Instructions to follow
Go through the data below and copy each line that includes "responses".

Dataset records
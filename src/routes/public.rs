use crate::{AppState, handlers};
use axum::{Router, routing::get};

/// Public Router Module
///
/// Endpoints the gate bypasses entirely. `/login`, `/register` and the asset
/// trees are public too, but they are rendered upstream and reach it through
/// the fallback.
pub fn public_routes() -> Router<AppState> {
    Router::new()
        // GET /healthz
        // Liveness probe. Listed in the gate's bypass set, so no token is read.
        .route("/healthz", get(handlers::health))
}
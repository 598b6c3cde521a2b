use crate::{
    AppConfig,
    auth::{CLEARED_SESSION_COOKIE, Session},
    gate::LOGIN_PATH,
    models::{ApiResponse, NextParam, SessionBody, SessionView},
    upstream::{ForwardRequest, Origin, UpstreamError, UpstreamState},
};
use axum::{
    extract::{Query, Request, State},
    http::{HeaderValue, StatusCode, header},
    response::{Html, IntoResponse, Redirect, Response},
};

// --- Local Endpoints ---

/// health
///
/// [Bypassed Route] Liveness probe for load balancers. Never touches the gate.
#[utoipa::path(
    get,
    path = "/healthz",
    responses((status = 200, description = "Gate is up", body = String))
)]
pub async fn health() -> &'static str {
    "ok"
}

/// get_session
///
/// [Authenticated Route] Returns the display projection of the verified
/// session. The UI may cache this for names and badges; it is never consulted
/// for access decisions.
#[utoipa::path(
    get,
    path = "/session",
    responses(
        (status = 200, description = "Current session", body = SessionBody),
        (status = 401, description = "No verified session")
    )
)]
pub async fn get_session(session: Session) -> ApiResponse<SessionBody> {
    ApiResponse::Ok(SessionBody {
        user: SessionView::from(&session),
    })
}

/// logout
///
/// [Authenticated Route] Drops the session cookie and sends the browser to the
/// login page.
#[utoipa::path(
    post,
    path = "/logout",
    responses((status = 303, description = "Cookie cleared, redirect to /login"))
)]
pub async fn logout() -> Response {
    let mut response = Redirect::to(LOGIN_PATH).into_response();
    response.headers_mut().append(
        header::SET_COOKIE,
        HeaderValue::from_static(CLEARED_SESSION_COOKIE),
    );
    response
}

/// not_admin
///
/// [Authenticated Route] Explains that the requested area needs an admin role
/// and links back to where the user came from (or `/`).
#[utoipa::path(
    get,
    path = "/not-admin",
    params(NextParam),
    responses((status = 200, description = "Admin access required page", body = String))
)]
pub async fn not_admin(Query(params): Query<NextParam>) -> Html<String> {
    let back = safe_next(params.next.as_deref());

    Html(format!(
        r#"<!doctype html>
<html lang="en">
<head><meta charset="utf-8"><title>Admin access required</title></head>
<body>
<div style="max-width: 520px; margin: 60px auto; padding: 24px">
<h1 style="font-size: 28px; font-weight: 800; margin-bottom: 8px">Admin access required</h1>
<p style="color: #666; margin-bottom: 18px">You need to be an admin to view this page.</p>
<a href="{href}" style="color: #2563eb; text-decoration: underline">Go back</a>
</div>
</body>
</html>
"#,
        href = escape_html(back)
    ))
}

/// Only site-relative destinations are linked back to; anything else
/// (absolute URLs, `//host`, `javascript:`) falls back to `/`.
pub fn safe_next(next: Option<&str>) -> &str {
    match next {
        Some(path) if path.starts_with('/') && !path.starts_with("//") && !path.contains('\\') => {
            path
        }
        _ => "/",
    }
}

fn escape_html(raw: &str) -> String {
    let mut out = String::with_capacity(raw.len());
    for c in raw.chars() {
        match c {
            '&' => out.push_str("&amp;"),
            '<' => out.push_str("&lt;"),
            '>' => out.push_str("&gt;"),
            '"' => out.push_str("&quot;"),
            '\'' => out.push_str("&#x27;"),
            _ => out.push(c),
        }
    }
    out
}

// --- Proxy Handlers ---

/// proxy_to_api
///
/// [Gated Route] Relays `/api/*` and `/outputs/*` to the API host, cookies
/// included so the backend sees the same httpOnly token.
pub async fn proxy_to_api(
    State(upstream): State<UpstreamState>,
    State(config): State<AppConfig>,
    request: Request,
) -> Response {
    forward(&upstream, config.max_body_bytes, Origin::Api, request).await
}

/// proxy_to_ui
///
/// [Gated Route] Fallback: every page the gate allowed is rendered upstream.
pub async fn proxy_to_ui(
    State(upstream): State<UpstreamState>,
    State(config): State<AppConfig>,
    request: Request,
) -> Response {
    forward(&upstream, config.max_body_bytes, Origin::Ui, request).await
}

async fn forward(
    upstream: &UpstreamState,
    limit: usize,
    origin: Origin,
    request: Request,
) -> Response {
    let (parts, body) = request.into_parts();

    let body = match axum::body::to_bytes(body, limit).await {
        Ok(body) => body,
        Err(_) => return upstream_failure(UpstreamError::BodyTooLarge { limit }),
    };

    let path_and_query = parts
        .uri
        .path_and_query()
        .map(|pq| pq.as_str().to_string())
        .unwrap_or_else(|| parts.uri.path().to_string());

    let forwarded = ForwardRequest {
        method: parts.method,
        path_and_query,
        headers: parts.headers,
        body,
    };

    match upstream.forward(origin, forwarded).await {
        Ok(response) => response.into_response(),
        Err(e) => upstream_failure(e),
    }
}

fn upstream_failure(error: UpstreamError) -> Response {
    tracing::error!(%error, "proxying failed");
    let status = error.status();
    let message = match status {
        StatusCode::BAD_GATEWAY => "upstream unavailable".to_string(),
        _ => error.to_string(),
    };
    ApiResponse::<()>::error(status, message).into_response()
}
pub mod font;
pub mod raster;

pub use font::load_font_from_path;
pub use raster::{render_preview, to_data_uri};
...
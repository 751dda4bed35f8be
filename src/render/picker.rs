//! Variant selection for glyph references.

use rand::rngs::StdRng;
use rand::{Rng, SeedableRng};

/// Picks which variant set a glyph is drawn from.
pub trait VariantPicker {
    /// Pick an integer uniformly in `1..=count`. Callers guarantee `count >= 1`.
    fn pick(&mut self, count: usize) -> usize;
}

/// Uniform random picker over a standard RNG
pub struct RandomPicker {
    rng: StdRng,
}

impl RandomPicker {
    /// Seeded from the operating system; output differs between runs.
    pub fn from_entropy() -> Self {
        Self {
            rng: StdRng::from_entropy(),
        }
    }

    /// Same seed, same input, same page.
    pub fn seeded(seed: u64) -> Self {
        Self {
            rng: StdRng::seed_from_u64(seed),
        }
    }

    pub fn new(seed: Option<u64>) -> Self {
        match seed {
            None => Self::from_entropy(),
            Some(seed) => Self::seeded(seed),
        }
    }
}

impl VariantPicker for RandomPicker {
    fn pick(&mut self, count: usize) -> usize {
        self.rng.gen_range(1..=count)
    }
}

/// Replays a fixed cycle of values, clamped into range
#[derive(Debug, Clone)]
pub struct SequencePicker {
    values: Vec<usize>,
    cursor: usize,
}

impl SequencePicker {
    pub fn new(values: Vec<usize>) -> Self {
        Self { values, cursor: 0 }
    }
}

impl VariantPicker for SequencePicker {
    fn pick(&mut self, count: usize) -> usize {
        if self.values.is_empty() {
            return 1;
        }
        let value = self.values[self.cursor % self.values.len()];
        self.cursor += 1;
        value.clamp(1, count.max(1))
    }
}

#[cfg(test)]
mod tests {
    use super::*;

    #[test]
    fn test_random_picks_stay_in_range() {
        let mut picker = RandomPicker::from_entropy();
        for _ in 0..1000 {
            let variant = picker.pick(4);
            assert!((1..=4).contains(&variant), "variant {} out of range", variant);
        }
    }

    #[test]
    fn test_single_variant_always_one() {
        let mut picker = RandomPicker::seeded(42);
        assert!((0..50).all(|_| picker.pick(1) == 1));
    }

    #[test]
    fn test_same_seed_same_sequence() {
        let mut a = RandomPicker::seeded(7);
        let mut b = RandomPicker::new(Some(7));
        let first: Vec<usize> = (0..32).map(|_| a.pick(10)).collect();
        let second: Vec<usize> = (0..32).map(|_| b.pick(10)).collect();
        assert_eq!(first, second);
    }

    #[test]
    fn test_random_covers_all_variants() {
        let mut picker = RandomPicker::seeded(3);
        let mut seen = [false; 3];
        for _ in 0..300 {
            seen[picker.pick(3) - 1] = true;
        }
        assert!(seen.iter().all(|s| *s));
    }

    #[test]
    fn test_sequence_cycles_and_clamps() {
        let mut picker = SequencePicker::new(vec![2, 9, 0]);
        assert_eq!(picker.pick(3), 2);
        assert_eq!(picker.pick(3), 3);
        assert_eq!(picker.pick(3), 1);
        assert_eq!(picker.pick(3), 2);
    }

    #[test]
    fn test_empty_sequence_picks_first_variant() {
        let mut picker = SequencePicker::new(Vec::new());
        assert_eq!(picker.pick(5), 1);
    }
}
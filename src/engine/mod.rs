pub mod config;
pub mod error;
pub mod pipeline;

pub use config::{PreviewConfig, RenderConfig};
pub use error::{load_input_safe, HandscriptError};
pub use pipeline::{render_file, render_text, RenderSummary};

Response
    responses((status = 200, description = "Gate is up", body = String))
    responses(
    responses((status = 303, description = "Cookie cleared, redirect to /login"))
    responses((status = 200, description = "Admin access required page", body = String))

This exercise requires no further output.